"""

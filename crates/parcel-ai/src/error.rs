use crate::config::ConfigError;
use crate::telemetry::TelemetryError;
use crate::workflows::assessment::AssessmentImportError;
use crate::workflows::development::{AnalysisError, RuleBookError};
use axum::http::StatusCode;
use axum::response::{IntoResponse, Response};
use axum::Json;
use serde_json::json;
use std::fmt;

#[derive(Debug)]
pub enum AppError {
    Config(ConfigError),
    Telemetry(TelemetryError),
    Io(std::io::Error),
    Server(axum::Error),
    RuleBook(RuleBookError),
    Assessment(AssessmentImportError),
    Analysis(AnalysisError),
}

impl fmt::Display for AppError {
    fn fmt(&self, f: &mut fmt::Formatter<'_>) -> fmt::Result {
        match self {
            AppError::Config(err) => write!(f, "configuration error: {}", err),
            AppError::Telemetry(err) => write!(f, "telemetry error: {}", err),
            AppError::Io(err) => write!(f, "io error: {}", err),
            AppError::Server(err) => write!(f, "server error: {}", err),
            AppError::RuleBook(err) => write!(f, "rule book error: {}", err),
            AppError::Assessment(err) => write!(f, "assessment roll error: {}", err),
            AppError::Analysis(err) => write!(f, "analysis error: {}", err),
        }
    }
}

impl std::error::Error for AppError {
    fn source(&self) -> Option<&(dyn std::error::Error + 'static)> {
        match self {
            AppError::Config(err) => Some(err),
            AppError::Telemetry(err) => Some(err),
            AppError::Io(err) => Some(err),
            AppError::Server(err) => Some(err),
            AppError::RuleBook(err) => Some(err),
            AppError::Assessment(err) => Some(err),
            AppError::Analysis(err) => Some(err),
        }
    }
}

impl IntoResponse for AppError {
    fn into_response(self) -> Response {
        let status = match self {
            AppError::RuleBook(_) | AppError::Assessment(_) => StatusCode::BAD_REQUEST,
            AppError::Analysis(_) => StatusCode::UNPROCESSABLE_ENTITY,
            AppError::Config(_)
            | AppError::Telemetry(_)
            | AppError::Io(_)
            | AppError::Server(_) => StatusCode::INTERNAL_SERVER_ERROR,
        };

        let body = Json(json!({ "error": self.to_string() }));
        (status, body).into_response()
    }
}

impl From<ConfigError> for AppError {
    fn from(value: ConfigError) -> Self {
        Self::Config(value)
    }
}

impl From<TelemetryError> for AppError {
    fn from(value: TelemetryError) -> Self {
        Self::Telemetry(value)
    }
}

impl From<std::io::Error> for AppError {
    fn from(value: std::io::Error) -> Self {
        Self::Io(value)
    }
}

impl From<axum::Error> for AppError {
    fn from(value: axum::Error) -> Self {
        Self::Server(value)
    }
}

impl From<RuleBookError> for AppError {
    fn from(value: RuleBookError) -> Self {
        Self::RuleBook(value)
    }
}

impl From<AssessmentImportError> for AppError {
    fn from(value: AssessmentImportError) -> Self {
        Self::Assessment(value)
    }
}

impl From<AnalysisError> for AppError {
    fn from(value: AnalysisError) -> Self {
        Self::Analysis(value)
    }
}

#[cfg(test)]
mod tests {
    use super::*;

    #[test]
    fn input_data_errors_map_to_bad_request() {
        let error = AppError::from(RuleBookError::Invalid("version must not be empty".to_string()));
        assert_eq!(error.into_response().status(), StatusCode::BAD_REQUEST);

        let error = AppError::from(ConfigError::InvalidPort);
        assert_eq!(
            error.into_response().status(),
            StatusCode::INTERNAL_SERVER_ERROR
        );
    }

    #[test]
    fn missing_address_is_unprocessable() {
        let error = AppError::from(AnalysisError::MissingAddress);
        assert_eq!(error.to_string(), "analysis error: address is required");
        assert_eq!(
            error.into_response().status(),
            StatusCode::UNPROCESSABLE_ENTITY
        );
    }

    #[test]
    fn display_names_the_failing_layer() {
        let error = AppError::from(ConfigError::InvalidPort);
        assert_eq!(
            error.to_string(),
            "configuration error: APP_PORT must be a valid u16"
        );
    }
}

"""

→ WHAT THE TASK ASKS: For this exercise, all the data must be repeated exactly.

→ SOLUTION FOR THIS TASK:
filename crates/parcel-ai/src/error.rs
use crate::config::ConfigError;
use crate::telemetry::TelemetryError;
use crate::workflows::assessment::AssessmentImportError;
use crate::workflows::development::{AnalysisError, RuleBookError};
use axum::http::StatusCode;
use axum::response::{IntoResponse, Response};
use axum::Json;
use serde_json::json;
use std::fmt;

#[derive(Debug)]
pub enum AppError {
    Config(ConfigError),
    Telemetry(TelemetryError),
    Io(std::io::Error),
    Server(axum::Error),
    RuleBook(RuleBookError),
    Assessment(AssessmentImportError),
    Analysis(AnalysisError),
}

impl fmt::Display for AppError {
    fn fmt(&self, f: &mut fmt::Formatter<'_>) -> fmt::Result {
        match self {
            AppError::Config(err) => write!(f, "configuration error: {}", err),
            AppError::Telemetry(err) => write!(f, "telemetry error: {}", err),
            AppError::Io(err) => write!(f, "io error: {}", err),
            AppError::Server(err) => write!(f, "server error: {}", err),
            AppError::RuleBook(err) => write!(f, "rule book error: {}", err),
            AppError::Assessment(err) => write!(f, "assessment roll error: {}", err),
            AppError::Analysis(err) => write!(f, "analysis error: {}", err),
        }
    }
}

impl std::error::Error for AppError {
    fn source(&self) -> Option<&(dyn std::error::Error + 'static)> {
        match self {
            AppError::Config(err) => Some(err),
            AppError::Telemetry(err) => Some(err),
            AppError::Io(err) => Some(err),
            AppError::Server(err) => Some(err),
            AppError::RuleBook(err) => Some(err),
            AppError::Assessment(err) => Some(err),
            AppError::Analysis(err) => Some(err),
        }
    }
}

impl IntoResponse for AppError {
    fn into_response(self) -> Response {
        let status = match self {
            AppError::RuleBook(_) | AppError::Assessment(_) => StatusCode::BAD_REQUEST,
            AppError::Analysis(_) => StatusCode::UNPROCESSABLE_ENTITY,
            AppError::Config(_)
            | AppError::Telemetry(_)
            | AppError::Io(_)
            | AppError::Server(_) => StatusCode::INTERNAL_SERVER_ERROR,
        };

        let body = Json(json!({ "error": self.to_string() }));
        (status, body).into_response()
    }
}

impl From<ConfigError> for AppError {
    fn from(value: ConfigError) -> Self {
        Self::Config(value)
    }
}

impl From<TelemetryError> for AppError {
    fn from(value: TelemetryError) -> Self {
        Self::Telemetry(value)
    }
}

impl From<std::io::Error> for AppError {
    fn from(value: std::io::Error) -> Self {
        Self::Io(value)
    }
}

impl From<axum::Error> for AppError {
    fn from(value: axum::Error) -> Self {
        Self::Server(value)
    }
}

impl From<RuleBookError> for AppError {
    fn from(value: RuleBookError) -> Self {
        Self::RuleBook(value)
    }
}

impl From<AssessmentImportError> for AppError {
    fn from(value: AssessmentImportError) -> Self {
        Self::Assessment(value)
    }
}

impl From<AnalysisError> for AppError {
    fn from(value: AnalysisError) -> Self {
        Self::Analysis(value)
    }
}

#[cfg(test)]
mod tests {
    use super::*;

    #[test]
    fn input_data_errors_map_to_bad_request() {
        let error = AppError::from(RuleBookError::Invalid("version must not be empty".to_string()));
        assert_eq!(error.into_response().status(), StatusCode::BAD_REQUEST);

        let error = AppError::from(ConfigError::InvalidPort);
        assert_eq!(
            error.into_response().status(),
            StatusCode::INTERNAL_SERVER_ERROR
        );
    }

    #[test]
    fn missing_address_is_unprocessable() {
        let error = AppError::from(AnalysisError::MissingAddress);
        assert_eq!(error.to_string(), "analysis error: address is required");
        assert_eq!(
            error.into_response().status(),
            StatusCode::UNPROCESSABLE_ENTITY
        );
    }

    #[test]
    fn display_names_the_failing_layer() {
        let error = AppError::from(ConfigError::InvalidPort);
        assert_eq!(
            error.to_string(),
            "configuration error: APP_PORT must be a valid u16"
        );
    }
}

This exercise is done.